Source material
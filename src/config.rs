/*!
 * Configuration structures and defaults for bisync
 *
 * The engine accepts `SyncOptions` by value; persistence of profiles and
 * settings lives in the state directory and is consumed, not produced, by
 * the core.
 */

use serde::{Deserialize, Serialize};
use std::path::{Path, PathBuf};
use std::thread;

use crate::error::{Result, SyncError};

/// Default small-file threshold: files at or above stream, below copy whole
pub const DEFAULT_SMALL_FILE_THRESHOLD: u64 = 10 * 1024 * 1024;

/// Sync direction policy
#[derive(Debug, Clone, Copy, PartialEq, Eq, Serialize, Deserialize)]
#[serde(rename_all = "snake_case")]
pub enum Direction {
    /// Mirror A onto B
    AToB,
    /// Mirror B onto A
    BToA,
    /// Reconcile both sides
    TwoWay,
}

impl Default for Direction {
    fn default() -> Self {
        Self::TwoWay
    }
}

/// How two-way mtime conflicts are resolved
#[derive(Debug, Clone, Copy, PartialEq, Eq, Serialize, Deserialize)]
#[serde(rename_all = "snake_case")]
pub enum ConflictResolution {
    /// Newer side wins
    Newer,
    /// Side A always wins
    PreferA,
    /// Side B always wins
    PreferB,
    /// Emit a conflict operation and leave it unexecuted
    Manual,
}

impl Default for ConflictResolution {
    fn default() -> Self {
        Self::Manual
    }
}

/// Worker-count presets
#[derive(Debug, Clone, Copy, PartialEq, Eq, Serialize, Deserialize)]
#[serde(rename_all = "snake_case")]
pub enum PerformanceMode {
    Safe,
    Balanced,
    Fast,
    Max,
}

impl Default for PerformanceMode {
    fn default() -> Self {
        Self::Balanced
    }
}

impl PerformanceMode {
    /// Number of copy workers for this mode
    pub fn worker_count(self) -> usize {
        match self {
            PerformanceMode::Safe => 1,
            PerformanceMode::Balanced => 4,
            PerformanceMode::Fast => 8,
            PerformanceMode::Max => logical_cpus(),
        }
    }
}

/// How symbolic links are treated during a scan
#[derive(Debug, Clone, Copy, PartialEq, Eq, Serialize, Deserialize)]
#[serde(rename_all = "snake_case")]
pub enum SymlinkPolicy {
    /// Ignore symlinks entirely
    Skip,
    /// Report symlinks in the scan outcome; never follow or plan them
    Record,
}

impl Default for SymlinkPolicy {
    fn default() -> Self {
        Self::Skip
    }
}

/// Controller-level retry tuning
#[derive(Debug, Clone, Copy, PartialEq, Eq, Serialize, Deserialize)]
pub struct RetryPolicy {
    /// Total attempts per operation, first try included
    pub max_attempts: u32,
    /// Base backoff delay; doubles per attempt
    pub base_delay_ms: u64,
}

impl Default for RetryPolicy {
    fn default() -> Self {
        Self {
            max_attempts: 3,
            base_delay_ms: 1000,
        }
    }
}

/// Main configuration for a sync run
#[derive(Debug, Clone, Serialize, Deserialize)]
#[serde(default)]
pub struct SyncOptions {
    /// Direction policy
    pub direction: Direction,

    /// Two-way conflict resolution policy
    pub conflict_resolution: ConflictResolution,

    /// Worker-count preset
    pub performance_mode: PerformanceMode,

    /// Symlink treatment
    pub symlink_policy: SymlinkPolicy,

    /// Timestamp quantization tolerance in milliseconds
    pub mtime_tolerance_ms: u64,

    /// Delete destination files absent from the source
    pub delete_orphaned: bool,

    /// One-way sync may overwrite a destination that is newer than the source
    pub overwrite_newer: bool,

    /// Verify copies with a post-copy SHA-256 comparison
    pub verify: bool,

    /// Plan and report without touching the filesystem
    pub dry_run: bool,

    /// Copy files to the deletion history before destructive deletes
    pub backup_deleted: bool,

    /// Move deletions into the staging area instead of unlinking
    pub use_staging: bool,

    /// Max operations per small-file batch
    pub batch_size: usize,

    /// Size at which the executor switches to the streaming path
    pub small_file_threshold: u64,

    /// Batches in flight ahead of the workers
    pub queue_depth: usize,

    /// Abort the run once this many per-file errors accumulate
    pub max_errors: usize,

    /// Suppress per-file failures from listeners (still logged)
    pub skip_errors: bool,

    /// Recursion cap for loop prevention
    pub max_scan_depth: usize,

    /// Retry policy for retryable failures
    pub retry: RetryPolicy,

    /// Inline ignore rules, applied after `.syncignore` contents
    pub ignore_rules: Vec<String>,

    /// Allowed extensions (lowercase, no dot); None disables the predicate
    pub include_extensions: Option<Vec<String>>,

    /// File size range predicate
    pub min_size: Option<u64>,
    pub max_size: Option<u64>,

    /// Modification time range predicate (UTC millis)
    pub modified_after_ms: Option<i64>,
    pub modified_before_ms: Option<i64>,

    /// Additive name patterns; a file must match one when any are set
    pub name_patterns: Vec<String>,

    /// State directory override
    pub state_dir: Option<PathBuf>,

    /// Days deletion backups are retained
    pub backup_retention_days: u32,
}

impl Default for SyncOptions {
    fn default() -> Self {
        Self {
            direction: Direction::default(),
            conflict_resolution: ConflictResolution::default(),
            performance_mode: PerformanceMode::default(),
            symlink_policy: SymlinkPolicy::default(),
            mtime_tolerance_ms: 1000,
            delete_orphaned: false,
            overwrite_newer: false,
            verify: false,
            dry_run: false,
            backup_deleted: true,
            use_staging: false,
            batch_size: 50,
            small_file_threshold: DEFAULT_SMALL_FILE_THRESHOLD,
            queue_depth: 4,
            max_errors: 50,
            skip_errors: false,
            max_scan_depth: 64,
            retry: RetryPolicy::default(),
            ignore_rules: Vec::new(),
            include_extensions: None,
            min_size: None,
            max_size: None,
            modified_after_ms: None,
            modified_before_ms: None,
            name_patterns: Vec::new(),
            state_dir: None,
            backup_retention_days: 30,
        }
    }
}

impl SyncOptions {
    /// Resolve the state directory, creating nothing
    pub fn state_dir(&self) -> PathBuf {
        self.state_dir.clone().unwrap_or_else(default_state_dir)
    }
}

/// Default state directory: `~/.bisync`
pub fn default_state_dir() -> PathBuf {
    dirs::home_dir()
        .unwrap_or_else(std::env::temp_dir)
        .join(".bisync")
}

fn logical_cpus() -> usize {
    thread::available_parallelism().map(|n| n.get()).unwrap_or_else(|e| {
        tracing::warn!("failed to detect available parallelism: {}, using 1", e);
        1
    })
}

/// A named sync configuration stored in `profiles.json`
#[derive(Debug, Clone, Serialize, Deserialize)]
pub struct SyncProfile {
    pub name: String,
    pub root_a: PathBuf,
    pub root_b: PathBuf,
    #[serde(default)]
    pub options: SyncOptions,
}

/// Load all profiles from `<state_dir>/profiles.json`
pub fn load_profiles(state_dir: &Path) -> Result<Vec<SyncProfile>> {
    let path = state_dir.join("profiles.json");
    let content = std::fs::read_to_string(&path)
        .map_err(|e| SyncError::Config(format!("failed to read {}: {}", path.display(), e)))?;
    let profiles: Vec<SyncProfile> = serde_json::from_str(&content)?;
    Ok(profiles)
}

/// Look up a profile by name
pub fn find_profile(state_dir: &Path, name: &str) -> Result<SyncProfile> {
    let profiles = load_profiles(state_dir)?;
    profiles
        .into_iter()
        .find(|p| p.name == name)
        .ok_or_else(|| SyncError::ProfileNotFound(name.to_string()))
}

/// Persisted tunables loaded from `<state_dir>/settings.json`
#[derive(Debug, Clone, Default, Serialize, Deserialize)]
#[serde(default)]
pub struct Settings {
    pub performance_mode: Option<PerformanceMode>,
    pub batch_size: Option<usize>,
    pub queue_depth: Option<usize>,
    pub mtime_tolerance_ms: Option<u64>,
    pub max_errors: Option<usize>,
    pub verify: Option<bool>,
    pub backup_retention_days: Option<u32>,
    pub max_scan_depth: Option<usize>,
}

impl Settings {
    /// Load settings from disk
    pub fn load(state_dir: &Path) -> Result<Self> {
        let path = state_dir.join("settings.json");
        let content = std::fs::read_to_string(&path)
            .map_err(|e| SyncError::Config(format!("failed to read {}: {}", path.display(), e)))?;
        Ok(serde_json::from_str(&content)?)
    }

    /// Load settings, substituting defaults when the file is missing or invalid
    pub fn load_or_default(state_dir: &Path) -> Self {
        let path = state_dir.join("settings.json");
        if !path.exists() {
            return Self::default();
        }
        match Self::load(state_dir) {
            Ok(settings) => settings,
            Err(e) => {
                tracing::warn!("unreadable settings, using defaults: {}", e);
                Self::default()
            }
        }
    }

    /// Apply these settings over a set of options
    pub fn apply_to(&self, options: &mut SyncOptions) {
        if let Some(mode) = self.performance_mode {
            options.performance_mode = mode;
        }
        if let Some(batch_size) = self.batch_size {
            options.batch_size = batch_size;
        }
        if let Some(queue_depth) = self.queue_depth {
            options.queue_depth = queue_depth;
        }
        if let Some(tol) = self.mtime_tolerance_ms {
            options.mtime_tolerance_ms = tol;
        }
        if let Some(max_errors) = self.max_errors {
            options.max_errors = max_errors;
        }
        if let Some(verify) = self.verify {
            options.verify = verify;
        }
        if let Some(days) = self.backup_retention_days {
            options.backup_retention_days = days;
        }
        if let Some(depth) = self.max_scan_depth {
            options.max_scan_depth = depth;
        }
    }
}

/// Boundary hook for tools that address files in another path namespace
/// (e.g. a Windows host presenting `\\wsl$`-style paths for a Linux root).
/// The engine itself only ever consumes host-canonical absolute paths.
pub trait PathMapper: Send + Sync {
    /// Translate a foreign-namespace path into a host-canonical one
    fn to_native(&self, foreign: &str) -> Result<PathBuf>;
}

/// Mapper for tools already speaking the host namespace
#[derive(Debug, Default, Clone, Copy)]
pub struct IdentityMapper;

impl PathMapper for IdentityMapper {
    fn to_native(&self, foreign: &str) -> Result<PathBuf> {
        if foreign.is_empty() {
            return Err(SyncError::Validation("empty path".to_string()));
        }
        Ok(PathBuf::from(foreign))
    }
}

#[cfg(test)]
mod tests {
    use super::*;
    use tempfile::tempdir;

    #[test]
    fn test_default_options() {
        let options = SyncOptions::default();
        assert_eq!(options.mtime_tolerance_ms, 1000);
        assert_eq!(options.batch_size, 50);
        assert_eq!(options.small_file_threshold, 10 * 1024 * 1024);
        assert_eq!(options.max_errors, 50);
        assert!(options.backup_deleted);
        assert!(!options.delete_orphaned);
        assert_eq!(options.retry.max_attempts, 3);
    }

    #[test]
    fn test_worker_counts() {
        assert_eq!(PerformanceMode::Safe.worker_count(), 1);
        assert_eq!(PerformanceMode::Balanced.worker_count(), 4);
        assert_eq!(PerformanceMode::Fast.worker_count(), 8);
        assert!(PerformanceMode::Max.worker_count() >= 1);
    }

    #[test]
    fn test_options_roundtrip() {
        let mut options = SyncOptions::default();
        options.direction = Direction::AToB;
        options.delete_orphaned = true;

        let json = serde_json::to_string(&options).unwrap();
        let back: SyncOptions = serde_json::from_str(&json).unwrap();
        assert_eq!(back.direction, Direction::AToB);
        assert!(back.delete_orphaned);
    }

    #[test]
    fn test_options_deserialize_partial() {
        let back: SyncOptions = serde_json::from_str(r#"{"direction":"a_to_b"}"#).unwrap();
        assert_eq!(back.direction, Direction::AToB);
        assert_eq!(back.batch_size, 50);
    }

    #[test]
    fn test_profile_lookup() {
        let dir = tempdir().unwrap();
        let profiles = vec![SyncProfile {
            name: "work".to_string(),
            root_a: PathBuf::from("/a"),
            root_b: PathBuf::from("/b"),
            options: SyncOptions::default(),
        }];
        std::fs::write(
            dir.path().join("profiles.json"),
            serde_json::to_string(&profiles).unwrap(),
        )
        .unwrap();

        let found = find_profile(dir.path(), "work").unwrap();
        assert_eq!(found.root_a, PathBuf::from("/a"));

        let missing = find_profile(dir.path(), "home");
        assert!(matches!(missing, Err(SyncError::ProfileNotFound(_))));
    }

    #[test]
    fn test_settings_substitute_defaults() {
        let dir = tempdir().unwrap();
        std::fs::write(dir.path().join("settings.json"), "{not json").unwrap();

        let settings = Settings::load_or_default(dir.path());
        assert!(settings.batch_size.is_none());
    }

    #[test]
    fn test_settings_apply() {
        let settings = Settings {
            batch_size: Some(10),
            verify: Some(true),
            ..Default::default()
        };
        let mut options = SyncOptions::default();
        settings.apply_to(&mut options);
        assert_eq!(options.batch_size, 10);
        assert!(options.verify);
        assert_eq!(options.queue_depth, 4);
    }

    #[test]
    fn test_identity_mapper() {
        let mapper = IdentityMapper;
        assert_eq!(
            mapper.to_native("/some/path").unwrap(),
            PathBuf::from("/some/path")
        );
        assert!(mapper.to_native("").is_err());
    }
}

--

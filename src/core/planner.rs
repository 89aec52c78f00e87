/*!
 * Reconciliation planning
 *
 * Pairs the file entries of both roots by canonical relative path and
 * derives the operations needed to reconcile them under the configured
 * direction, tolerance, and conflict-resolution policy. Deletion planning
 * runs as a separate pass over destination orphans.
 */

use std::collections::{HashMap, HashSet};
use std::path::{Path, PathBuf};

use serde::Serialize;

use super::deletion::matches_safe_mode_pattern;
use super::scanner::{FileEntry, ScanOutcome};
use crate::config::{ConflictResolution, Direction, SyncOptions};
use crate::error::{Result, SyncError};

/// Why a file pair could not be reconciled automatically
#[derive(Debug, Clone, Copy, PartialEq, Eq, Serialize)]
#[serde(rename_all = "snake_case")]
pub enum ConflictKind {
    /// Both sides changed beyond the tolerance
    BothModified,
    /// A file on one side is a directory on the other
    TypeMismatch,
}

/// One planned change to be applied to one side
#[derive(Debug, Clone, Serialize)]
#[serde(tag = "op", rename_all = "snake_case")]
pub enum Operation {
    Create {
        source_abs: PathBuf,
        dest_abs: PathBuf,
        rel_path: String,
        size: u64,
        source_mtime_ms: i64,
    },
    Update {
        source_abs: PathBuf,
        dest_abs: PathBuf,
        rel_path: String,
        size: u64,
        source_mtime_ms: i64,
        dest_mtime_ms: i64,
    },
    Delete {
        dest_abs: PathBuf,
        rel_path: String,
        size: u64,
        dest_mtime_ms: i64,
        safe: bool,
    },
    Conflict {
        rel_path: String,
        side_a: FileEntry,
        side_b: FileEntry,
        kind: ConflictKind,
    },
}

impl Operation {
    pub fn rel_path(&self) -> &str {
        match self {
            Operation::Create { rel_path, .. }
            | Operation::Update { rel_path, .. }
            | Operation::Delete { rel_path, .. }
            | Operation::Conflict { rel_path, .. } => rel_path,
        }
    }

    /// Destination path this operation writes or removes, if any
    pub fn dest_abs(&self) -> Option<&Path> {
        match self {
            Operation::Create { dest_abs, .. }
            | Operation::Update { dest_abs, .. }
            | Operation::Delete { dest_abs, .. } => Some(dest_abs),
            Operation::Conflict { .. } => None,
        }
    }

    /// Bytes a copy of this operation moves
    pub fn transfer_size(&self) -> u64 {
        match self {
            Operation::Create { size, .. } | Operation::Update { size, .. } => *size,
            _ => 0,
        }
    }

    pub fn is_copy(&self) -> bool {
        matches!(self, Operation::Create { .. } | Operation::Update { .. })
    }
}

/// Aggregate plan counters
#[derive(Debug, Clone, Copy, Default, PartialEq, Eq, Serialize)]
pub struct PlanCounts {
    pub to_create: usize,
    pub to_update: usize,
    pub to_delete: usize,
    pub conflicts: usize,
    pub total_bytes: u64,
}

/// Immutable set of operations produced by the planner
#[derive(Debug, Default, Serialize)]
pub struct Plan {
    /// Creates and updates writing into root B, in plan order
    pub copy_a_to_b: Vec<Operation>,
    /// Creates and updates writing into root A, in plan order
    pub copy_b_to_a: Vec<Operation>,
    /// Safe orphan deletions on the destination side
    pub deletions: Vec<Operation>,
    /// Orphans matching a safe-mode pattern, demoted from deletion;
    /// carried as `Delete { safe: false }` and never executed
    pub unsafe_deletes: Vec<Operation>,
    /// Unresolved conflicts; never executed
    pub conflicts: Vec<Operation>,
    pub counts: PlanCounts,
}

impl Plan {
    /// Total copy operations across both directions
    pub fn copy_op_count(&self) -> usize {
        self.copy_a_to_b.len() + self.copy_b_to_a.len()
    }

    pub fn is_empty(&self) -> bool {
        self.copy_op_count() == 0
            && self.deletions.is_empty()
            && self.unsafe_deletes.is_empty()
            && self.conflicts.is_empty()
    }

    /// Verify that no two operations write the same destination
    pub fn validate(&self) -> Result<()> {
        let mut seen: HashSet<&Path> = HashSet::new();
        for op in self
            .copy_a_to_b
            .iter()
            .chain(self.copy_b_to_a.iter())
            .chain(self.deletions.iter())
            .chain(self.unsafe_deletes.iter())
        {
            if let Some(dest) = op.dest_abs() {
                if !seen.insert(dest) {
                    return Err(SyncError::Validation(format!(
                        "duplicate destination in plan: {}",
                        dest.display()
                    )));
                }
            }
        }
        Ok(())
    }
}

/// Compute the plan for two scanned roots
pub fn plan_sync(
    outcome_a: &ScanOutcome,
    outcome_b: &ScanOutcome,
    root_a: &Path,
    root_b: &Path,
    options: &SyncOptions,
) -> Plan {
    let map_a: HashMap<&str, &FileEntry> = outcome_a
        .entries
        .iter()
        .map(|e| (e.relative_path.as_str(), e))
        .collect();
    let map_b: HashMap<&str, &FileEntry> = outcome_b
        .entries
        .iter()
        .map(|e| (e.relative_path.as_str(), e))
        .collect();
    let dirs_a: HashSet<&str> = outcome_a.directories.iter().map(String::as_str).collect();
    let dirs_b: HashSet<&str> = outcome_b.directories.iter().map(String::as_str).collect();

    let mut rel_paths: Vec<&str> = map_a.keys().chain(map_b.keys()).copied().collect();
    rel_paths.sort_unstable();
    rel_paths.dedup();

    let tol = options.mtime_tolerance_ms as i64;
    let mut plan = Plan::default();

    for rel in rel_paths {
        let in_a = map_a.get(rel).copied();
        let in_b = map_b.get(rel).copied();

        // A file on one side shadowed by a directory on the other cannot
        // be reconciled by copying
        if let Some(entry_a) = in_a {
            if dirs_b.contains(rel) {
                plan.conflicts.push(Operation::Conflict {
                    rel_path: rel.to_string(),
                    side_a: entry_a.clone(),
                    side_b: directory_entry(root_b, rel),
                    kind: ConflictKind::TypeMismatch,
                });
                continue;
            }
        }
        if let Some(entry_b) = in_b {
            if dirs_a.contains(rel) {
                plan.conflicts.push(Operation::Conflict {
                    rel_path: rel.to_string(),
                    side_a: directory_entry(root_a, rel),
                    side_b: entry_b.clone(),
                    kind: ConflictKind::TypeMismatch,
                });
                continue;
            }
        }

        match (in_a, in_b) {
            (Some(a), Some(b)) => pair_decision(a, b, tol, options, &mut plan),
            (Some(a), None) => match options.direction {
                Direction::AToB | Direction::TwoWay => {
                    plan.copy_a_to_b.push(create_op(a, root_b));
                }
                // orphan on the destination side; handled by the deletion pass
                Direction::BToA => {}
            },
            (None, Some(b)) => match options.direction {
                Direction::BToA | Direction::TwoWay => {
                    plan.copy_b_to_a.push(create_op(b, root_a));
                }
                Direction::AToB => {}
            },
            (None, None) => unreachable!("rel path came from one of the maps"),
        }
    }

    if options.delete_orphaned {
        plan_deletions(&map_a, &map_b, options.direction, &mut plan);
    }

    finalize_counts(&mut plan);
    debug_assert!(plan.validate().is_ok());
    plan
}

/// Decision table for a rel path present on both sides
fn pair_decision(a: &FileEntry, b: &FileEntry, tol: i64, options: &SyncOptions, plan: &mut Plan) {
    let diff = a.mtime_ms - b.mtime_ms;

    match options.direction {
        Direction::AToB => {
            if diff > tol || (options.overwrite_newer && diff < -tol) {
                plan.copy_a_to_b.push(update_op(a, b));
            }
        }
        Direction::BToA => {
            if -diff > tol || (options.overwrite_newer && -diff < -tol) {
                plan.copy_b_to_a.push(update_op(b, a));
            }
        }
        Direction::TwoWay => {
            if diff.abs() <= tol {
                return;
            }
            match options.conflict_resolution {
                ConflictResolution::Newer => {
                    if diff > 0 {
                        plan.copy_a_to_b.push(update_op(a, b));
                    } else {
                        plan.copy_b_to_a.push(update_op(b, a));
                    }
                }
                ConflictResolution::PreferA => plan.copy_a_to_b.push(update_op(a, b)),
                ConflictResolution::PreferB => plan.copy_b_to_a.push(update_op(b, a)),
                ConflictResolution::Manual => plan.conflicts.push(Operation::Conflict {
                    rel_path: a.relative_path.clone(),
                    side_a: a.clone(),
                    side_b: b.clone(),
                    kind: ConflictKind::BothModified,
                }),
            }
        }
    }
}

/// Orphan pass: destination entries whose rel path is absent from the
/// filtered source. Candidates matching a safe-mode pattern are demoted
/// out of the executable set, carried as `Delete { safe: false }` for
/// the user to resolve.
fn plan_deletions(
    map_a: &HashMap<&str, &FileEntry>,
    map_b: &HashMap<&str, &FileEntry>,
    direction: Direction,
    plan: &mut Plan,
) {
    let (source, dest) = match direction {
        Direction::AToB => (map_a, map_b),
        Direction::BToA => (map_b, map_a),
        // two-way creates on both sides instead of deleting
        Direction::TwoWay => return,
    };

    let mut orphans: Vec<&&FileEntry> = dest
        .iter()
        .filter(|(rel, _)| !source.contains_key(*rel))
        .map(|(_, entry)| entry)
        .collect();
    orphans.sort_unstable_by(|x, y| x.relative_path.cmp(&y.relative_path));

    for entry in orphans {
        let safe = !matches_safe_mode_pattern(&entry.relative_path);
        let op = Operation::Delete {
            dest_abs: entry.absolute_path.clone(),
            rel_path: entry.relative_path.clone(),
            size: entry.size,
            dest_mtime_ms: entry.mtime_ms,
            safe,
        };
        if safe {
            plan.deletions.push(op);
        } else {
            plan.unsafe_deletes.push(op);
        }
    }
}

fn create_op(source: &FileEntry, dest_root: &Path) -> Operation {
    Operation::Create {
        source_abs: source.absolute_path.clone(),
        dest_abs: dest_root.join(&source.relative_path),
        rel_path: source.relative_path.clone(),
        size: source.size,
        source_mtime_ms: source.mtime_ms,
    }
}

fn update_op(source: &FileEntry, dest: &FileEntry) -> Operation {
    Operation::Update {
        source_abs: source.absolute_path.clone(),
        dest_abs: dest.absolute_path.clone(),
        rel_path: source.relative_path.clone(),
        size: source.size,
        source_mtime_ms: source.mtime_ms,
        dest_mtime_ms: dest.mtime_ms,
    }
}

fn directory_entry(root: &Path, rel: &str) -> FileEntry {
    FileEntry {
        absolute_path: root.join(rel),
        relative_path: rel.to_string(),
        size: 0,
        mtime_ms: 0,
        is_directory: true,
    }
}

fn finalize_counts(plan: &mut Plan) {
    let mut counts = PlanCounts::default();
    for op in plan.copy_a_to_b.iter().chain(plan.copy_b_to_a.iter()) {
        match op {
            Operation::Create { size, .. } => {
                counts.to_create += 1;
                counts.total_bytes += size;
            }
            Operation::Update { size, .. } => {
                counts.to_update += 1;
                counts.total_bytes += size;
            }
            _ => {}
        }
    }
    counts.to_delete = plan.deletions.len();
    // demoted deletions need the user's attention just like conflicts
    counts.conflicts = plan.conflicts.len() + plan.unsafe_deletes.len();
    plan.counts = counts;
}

Your task
Return a copy of each line in the entries that contains "tools".

Answer to this problem
/// Boundary hook for tools that address files in another path namespace
/// Mapper for tools already speaking the host namespace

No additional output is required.